Он заметил меня, и мне пришлось остановиться.

— Хелло, Роберт, — без улыбки сказал он.

— Хелло, — ответил я.

— Как вы думаете, Роберт, — спросил он, — это поможет?

— Что?

— Эта реклама. Пойдут ли люди в театр, увидев ее? Поможет ли она им понять, что это доподлинно правдивая история?

— Разумеется, — сказал я.

— Критики не поняли пьесы, — сказал он, качая головой, и теперь он уже совсем не был похож на мальчишку. — Они писали, что пьеса надуманная. Я ответил им. Они никак не могут поверить, что это действительно было со мной. Я мог бы познакомить их с этой девушкой. Сейчас она замужем, и у нее трое детей. В Рочестере. У вас не найдется сигаретки, Роберт?

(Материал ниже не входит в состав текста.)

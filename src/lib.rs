//! Scheduling and verification core for parallel coding agents.
//!
//! - [`dag`] levels a task list into groups that can run concurrently
//! - [`gates`] runs type-check, lint, build and test checks, tracks fix
//!   attempts and re-verifies failing checks

pub mod config;
pub mod dag;
pub mod errors;
pub mod gates;
pub mod logging;
pub mod util;
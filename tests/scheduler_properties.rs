//! Property tests for task leveling and ready-set resolution.

use bvs::dag::{TaskScheduler, build_graph, get_ready_tasks, validate_schedule};
use bvs_common::TaskDescriptor;
use proptest::prelude::*;
use std::collections::{BTreeSet, HashSet};

fn task_id(i: usize) -> String {
    format!("task_{}", i)
}

// Acyclic by construction: task N may only depend on tasks 0..N-1.
fn acyclic_tasks(max_tasks: usize) -> impl Strategy<Value = Vec<TaskDescriptor>> {
    (1..=max_tasks).prop_flat_map(|num_tasks| {
        proptest::collection::vec(
            proptest::collection::vec(any::<usize>(), 0..4),
            num_tasks,
        )
        .prop_map(|raw_deps| {
            raw_deps
                .into_iter()
                .enumerate()
                .map(|(i, potential)| {
                    let deps: BTreeSet<usize> = if i == 0 {
                        BTreeSet::new()
                    } else {
                        potential.into_iter().map(|d| d % i).collect()
                    };
                    TaskDescriptor::new(
                        &task_id(i),
                        &format!("Task {}", i),
                        deps.into_iter().map(task_id).collect(),
                    )
                })
                .collect()
        })
    })
}

// An acyclic set plus one back edge from the first task to the last.
fn cyclic_tasks(max_tasks: usize) -> impl Strategy<Value = Vec<TaskDescriptor>> {
    acyclic_tasks(max_tasks)
        .prop_filter("needs a path from last to first", |tasks| tasks.len() >= 2)
        .prop_map(|mut tasks| {
            let n = tasks.len();
            // Force a chain edge so the back edge closes a cycle
            for i in 1..n {
                let prev = task_id(i - 1);
                if !tasks[i].dependencies.contains(&prev) {
                    tasks[i].dependencies.push(prev);
                }
            }
            tasks[0].dependencies.push(task_id(n - 1));
            tasks
        })
}

proptest! {
    #[test]
    fn prop_group_is_one_more_than_deepest_dependency(tasks in acyclic_tasks(30)) {
        let graph = build_graph(&tasks).unwrap();
        prop_assert!(!graph.has_cycles());

        for task in &tasks {
            let group = graph.group_of(&task.id).unwrap();
            let expected = task
                .dependencies
                .iter()
                .map(|dep| graph.group_of(dep).unwrap() + 1)
                .max()
                .unwrap_or(0);
            prop_assert_eq!(group, expected);
        }
    }

    #[test]
    fn prop_groups_partition_tasks_contiguously(tasks in acyclic_tasks(30)) {
        let graph = build_graph(&tasks).unwrap();

        let mut seen = HashSet::new();
        for ids in graph.groups().values() {
            for id in ids {
                prop_assert!(seen.insert(id.clone()), "task {} in two groups", id);
            }
        }
        prop_assert_eq!(seen.len(), tasks.len());

        let numbers: Vec<u32> = graph.groups().keys().copied().collect();
        let contiguous: Vec<u32> = (0..numbers.len() as u32).collect();
        prop_assert_eq!(numbers, contiguous);
    }

    #[test]
    fn prop_build_is_idempotent(tasks in acyclic_tasks(30)) {
        let first = build_graph(&tasks).unwrap();
        let second = build_graph(&tasks).unwrap();
        prop_assert_eq!(first.groups(), second.groups());

        let report = TaskScheduler::new().schedule(&tasks).unwrap();
        for task in &report.tasks {
            prop_assert_eq!(task.parallel_group, first.group_of(&task.id));
        }
    }

    #[test]
    fn prop_cycle_path_is_closed(tasks in cyclic_tasks(20)) {
        let graph = build_graph(&tasks).unwrap();
        prop_assert!(graph.has_cycles());

        let path = graph.cycle_path().unwrap();
        prop_assert!(path.len() >= 2);
        prop_assert_eq!(path.first(), path.last());
        prop_assert!(graph.groups().is_empty());

        let issues = validate_schedule(&tasks);
        prop_assert!(issues.iter().any(|i| i.contains("Circular dependency")));
    }

    #[test]
    fn prop_ready_set_is_exact(
        tasks in acyclic_tasks(25),
        completed_mask in proptest::collection::vec(any::<bool>(), 25),
    ) {
        let completed: HashSet<String> = tasks
            .iter()
            .zip(completed_mask.iter())
            .filter(|(_, done)| **done)
            .map(|(task, _)| task.id.clone())
            .collect();

        let ready: HashSet<&str> = get_ready_tasks(&tasks, &completed)
            .into_iter()
            .map(|task| task.id.as_str())
            .collect();

        for task in &tasks {
            let expected = !completed.contains(&task.id)
                && task.dependencies.iter().all(|dep| completed.contains(dep));
            prop_assert_eq!(ready.contains(task.id.as_str()), expected, "task {}", task.id);
        }
    }
}
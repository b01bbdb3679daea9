// SPDX-License-Identifier: MIT OR Apache-2.0
//! Component system for entity composition.
//!
//! Components form a closed family selected by [`ComponentKind`]. Each kind
//! exposes a fixed property table, which is what the component-level selection
//! proxy mirrors.

use crate::entity::EntityId;
use crate::error::{EditError, Result};
use crate::notify::{ChangeNotifier, ChangeOrigin};
use crate::property::{Constraint, Inspectable, PropertyDescriptor};
use crate::value::{PropertyKind, PropertyValue};

/// Tag identifying a component type
#[derive(Debug, Clone, Copy, PartialEq, Eq, Hash, PartialOrd, Ord)]
pub enum ComponentKind {
    /// Position/rotation/scale
    Transform,
    /// Gameplay script attachment
    Script,
}

impl ComponentKind {
    /// Every component kind, in inspector order
    pub const ALL: [ComponentKind; 2] = [ComponentKind::Transform, ComponentKind::Script];

    /// Display name for UI and history labels
    pub fn display_name(&self) -> &'static str {
        match self {
            ComponentKind::Transform => "Transform",
            ComponentKind::Script => "Script",
        }
    }

    /// Properties exposed by this kind
    pub fn properties(&self) -> &'static [PropertyDescriptor] {
        match self {
            ComponentKind::Transform => TRANSFORM_PROPERTIES,
            ComponentKind::Script => SCRIPT_PROPERTIES,
        }
    }
}

const fn axis(name: &'static str) -> PropertyDescriptor {
    PropertyDescriptor::new(name, PropertyKind::Float).with_constraint(Constraint::Finite)
}

const fn scale_axis(name: &'static str) -> PropertyDescriptor {
    PropertyDescriptor::new(name, PropertyKind::Float).with_constraint(Constraint::FiniteNonZero)
}

const TRANSFORM_PROPERTIES: &[PropertyDescriptor] = &[
    axis("position.x"),
    axis("position.y"),
    axis("position.z"),
    axis("rotation.x"),
    axis("rotation.y"),
    axis("rotation.z"),
    scale_axis("scale.x"),
    scale_axis("scale.y"),
    scale_axis("scale.z"),
];

const SCRIPT_PROPERTIES: &[PropertyDescriptor] =
    &[PropertyDescriptor::new("name", PropertyKind::Text).with_constraint(Constraint::NonEmptyText)];

/// Transform component data
#[derive(Debug, Clone, PartialEq)]
pub struct Transform {
    /// Position (x, y, z)
    pub position: [f32; 3],
    /// Rotation in euler angles (degrees)
    pub rotation: [f32; 3],
    /// Scale
    pub scale: [f32; 3],
}

impl Default for Transform {
    fn default() -> Self {
        Self {
            position: [0.0, 0.0, 0.0],
            rotation: [0.0, 0.0, 0.0],
            scale: [1.0, 1.0, 1.0],
        }
    }
}

impl Transform {
    fn slot(&self, field: &str) -> Option<f32> {
        let value = match field {
            "position.x" => self.position[0],
            "position.y" => self.position[1],
            "position.z" => self.position[2],
            "rotation.x" => self.rotation[0],
            "rotation.y" => self.rotation[1],
            "rotation.z" => self.rotation[2],
            "scale.x" => self.scale[0],
            "scale.y" => self.scale[1],
            "scale.z" => self.scale[2],
            _ => return None,
        };
        Some(value)
    }

    fn slot_mut(&mut self, field: &str) -> Option<&mut f32> {
        let slot = match field {
            "position.x" => &mut self.position[0],
            "position.y" => &mut self.position[1],
            "position.z" => &mut self.position[2],
            "rotation.x" => &mut self.rotation[0],
            "rotation.y" => &mut self.rotation[1],
            "rotation.z" => &mut self.rotation[2],
            "scale.x" => &mut self.scale[0],
            "scale.y" => &mut self.scale[1],
            "scale.z" => &mut self.scale[2],
            _ => return None,
        };
        Some(slot)
    }
}

/// Script component for attaching gameplay logic
#[derive(Debug, Clone, PartialEq, Default)]
pub struct Script {
    /// Name of the script type
    pub name: String,
}

impl Script {
    /// Create a script attachment
    pub fn new(name: impl Into<String>) -> Self {
        Self { name: name.into() }
    }
}

/// Component payload
#[derive(Debug, Clone, PartialEq)]
pub enum ComponentData {
    /// Transform
    Transform(Transform),
    /// Script
    Script(Script),
}

impl ComponentData {
    /// Kind tag of this payload
    pub fn kind(&self) -> ComponentKind {
        match self {
            ComponentData::Transform(_) => ComponentKind::Transform,
            ComponentData::Script(_) => ComponentKind::Script,
        }
    }
}

impl From<Transform> for ComponentData {
    fn from(value: Transform) -> Self {
        ComponentData::Transform(value)
    }
}

impl From<Script> for ComponentData {
    fn from(value: Script) -> Self {
        ComponentData::Script(value)
    }
}

/// A component attached to an entity
#[derive(Debug)]
pub struct Component {
    owner: EntityId,
    data: ComponentData,
    notifier: ChangeNotifier,
}

impl Component {
    /// Attach `data` to `owner`
    pub fn new(owner: EntityId, data: impl Into<ComponentData>) -> Self {
        Self {
            owner,
            data: data.into(),
            notifier: ChangeNotifier::new(),
        }
    }

    /// Owning entity
    pub fn owner(&self) -> EntityId {
        self.owner
    }

    /// Kind tag
    pub fn kind(&self) -> ComponentKind {
        self.data.kind()
    }

    /// Payload
    pub fn data(&self) -> &ComponentData {
        &self.data
    }

    /// Transform payload, if this is a transform
    pub fn as_transform(&self) -> Option<&Transform> {
        match &self.data {
            ComponentData::Transform(t) => Some(t),
            ComponentData::Script(_) => None,
        }
    }

    /// Script payload, if this is a script
    pub fn as_script(&self) -> Option<&Script> {
        match &self.data {
            ComponentData::Script(s) => Some(s),
            ComponentData::Transform(_) => None,
        }
    }
}

impl Inspectable for Component {
    fn properties(&self) -> &'static [PropertyDescriptor] {
        self.kind().properties()
    }

    fn get(&self, property: &str) -> Option<PropertyValue> {
        match &self.data {
            ComponentData::Transform(t) => t.slot(property).map(PropertyValue::Float),
            ComponentData::Script(s) => match property {
                "name" => Some(PropertyValue::Text(s.name.clone())),
                _ => None,
            },
        }
    }

    fn store(&mut self, property: &'static str, value: PropertyValue) -> Result<()> {
        match (&mut self.data, value) {
            (ComponentData::Transform(t), PropertyValue::Float(v)) => {
                let slot = t
                    .slot_mut(property)
                    .ok_or_else(|| EditError::UnknownProperty(property.to_string()))?;
                *slot = v;
                Ok(())
            }
            (ComponentData::Script(s), PropertyValue::Text(v)) if property == "name" => {
                s.name = v;
                Ok(())
            }
            (data, value) => Err(EditError::InvalidOperation(format!(
                "Cannot store {value} in {:?}.{property}",
                data.kind()
            ))),
        }
    }

    fn origin(&self) -> ChangeOrigin {
        ChangeOrigin {
            entity: self.owner,
            component: Some(self.kind()),
        }
    }

    fn notifier_mut(&mut self) -> &mut ChangeNotifier {
        &mut self.notifier
    }
}
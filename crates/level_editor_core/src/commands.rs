// SPDX-License-Identifier: MIT OR Apache-2.0
//! Property edit actions.
//!
//! One user edit gesture produces one [`PropertyEdit`], however many entities
//! it touched. Undo writes each entity's own prior value back; redo writes the
//! single new value to all of them.

use crate::components::ComponentKind;
use crate::entity::{EntityId, Scene};
use crate::error::Result;
use crate::history::ReversibleAction;
use crate::property::{find_descriptor, Inspectable, PropertyDescriptor};
use crate::value::PropertyValue;

/// Which object on each entity an edit addresses
#[derive(Debug, Clone, Copy, PartialEq, Eq, Hash)]
pub enum TargetKind {
    /// The entity's own properties
    Entity,
    /// A component attached to the entity
    Component(ComponentKind),
}

impl TargetKind {
    /// Properties exposed by this target
    pub fn properties(&self) -> &'static [PropertyDescriptor] {
        match self {
            TargetKind::Entity => crate::entity::GameEntity::PROPERTIES,
            TargetKind::Component(kind) => kind.properties(),
        }
    }

    /// Find the target object on entity `id`
    pub fn resolve<'a>(&self, scene: &'a Scene, id: EntityId) -> Result<&'a dyn Inspectable> {
        let entity = scene.entity(id)?;
        match self {
            TargetKind::Entity => Ok(entity),
            TargetKind::Component(kind) => Ok(entity.require_component(*kind)?),
        }
    }

    /// Find the target object on entity `id` for writing
    pub fn resolve_mut<'a>(
        &self,
        scene: &'a mut Scene,
        id: EntityId,
    ) -> Result<&'a mut dyn Inspectable> {
        let entity = scene.entity_mut(id)?;
        match self {
            TargetKind::Entity => Ok(entity),
            TargetKind::Component(kind) => Ok(entity.require_component_mut(*kind)?),
        }
    }
}

/// Write `property` on each listed entity, all or nothing.
///
/// Every target is resolved and every value validated before the first write,
/// so a missing entity or a rejected value leaves the scene untouched.
/// Returns how many targets actually changed.
pub fn write_all(
    scene: &mut Scene,
    target: TargetKind,
    property: &str,
    writes: &[(EntityId, &PropertyValue)],
) -> Result<usize> {
    for (id, value) in writes {
        target.resolve(scene, *id)?.validate(property, value)?;
    }

    let mut changed = 0;
    for (id, value) in writes {
        if target.resolve_mut(scene, *id)?.set(property, (*value).clone())? {
            changed += 1;
        }
    }
    Ok(changed)
}

/// Write back values the targets held before, all or nothing.
///
/// Like [`write_all`], but values are only checked for type. History replay
/// goes through here so that a value the object once held, such as a name
/// given at creation, can always be restored.
pub fn restore_all(
    scene: &mut Scene,
    target: TargetKind,
    property: &str,
    writes: &[(EntityId, &PropertyValue)],
) -> Result<usize> {
    for (id, value) in writes {
        let object = target.resolve(scene, *id)?;
        find_descriptor(object.properties(), property)?.check_kind(value)?;
    }

    let mut changed = 0;
    for (id, value) in writes {
        if target.resolve_mut(scene, *id)?.restore(property, (*value).clone())? {
            changed += 1;
        }
    }
    Ok(changed)
}

/// Command to edit one property on one or more entities
#[derive(Debug, Clone)]
pub struct PropertyEdit {
    label: String,
    target: TargetKind,
    property: &'static str,
    before: Vec<(EntityId, PropertyValue)>,
    after: PropertyValue,
}

impl PropertyEdit {
    /// Create an edit. `before` holds each entity's own value prior to the
    /// edit; the label is built from the scene's current entity names.
    pub fn new(
        scene: &Scene,
        target: TargetKind,
        property: &'static str,
        before: Vec<(EntityId, PropertyValue)>,
        after: PropertyValue,
    ) -> Self {
        let label = describe_edit(scene, target, property, &before, &after);
        Self {
            label,
            target,
            property,
            before,
            after,
        }
    }

    /// Edited target
    pub fn target(&self) -> TargetKind {
        self.target
    }

    /// Edited property
    pub fn property(&self) -> &'static str {
        self.property
    }

    /// Per-entity values before the edit
    pub fn before(&self) -> &[(EntityId, PropertyValue)] {
        &self.before
    }

    /// Value written to every entity
    pub fn after(&self) -> &PropertyValue {
        &self.after
    }
}

impl ReversibleAction<Scene> for PropertyEdit {
    fn label(&self) -> &str {
        &self.label
    }

    fn undo(&self, scene: &mut Scene) -> Result<()> {
        let writes: Vec<_> = self.before.iter().map(|(id, value)| (*id, value)).collect();
        restore_all(scene, self.target, self.property, &writes)?;
        Ok(())
    }

    fn redo(&self, scene: &mut Scene) -> Result<()> {
        let writes: Vec<_> = self.before.iter().map(|(id, _)| (*id, &self.after)).collect();
        restore_all(scene, self.target, self.property, &writes)?;
        Ok(())
    }
}

/// Build the history label for a property edit
fn describe_edit(
    scene: &Scene,
    target: TargetKind,
    property: &str,
    before: &[(EntityId, PropertyValue)],
    after: &PropertyValue,
) -> String {
    let single = match before {
        [(id, old)] => Some((scene.get(id).map_or("<missing>", |e| e.name()), old)),
        _ => None,
    };
    let count = before.len();

    match (target, property, single) {
        (TargetKind::Entity, "name", Some((_, old))) => format!("Rename entity {old} to {after}"),
        (TargetKind::Entity, "name", None) => format!("Rename {count} entities to {after}"),
        (TargetKind::Entity, "is_enabled", single) => {
            let verb = if after.as_bool() == Some(true) { "Enable" } else { "Disable" };
            match single {
                Some((name, _)) => format!("{verb} {name}"),
                None => format!("{verb} {count} entities"),
            }
        }
        (TargetKind::Entity, _, Some((name, _))) => format!("Set {property} of {name} to {after}"),
        (TargetKind::Entity, _, None) => format!("Set {property} to {after} on {count} entities"),
        (TargetKind::Component(kind), _, Some((name, _))) => {
            format!("Set {}.{property} of {name} to {after}", kind.display_name())
        }
        (TargetKind::Component(kind), _, None) => {
            format!("Set {}.{property} to {after} on {count} entities", kind.display_name())
        }
    }
}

Я дал ему сигарету, дал прикурить.

— Она шла у меня две недели, — продолжал Сандсторм. — Некоторые люди посмотрели пьесу, и она им очень понравилась. Они увидели, что это настоящая жизнь. А критики, они ведь не настоящие люди, знаете. Эти две недели стоили мне восемь тысяч долларов. Пришлось продать дом и машину. — Он вздохнул. — Я думал, распространится слух, что это доподлинно жизненная история. Хочу снова заняться жонглированием — если удастся стать на ноги. В наши дни особого спроса на жонглеров нет, да и рука у меня уже не такая твердая. Хотелось бы поднакопить деньжат, чтобы написать новую пьесу. — Он так и не улыбнулся ни разу. — Вы не могли бы одолжить мне две-три сигареты, Роберт?

Я протянул ему свою пачку.

— Почему бы вам не прийти и не посмотреть пьесу? — предложил он. — Я проведу вас бесплатно.

— Спасибо.

— Не за что. Приходите лучше сегодня вечером. Сегодня последнее представление. Ставить ее дольше у меня нет денег, а родственники скинулись, сколько могли. — Он вздохнул. — Наверное, я не понимаю театра, — сказал он. — Ну, пойду дальше. Хочется, чтобы как можно больше людей посмотрели на эту афишу.

— Хорошая идея, — сказал я.

— Афиша неплохая, правда?

— Очень хорошая афиша.

— Это правда, — сказал он и, поправив ремешки на плечах, пошел по Бродвею.

А другой работы я так до сих пор и не нашел.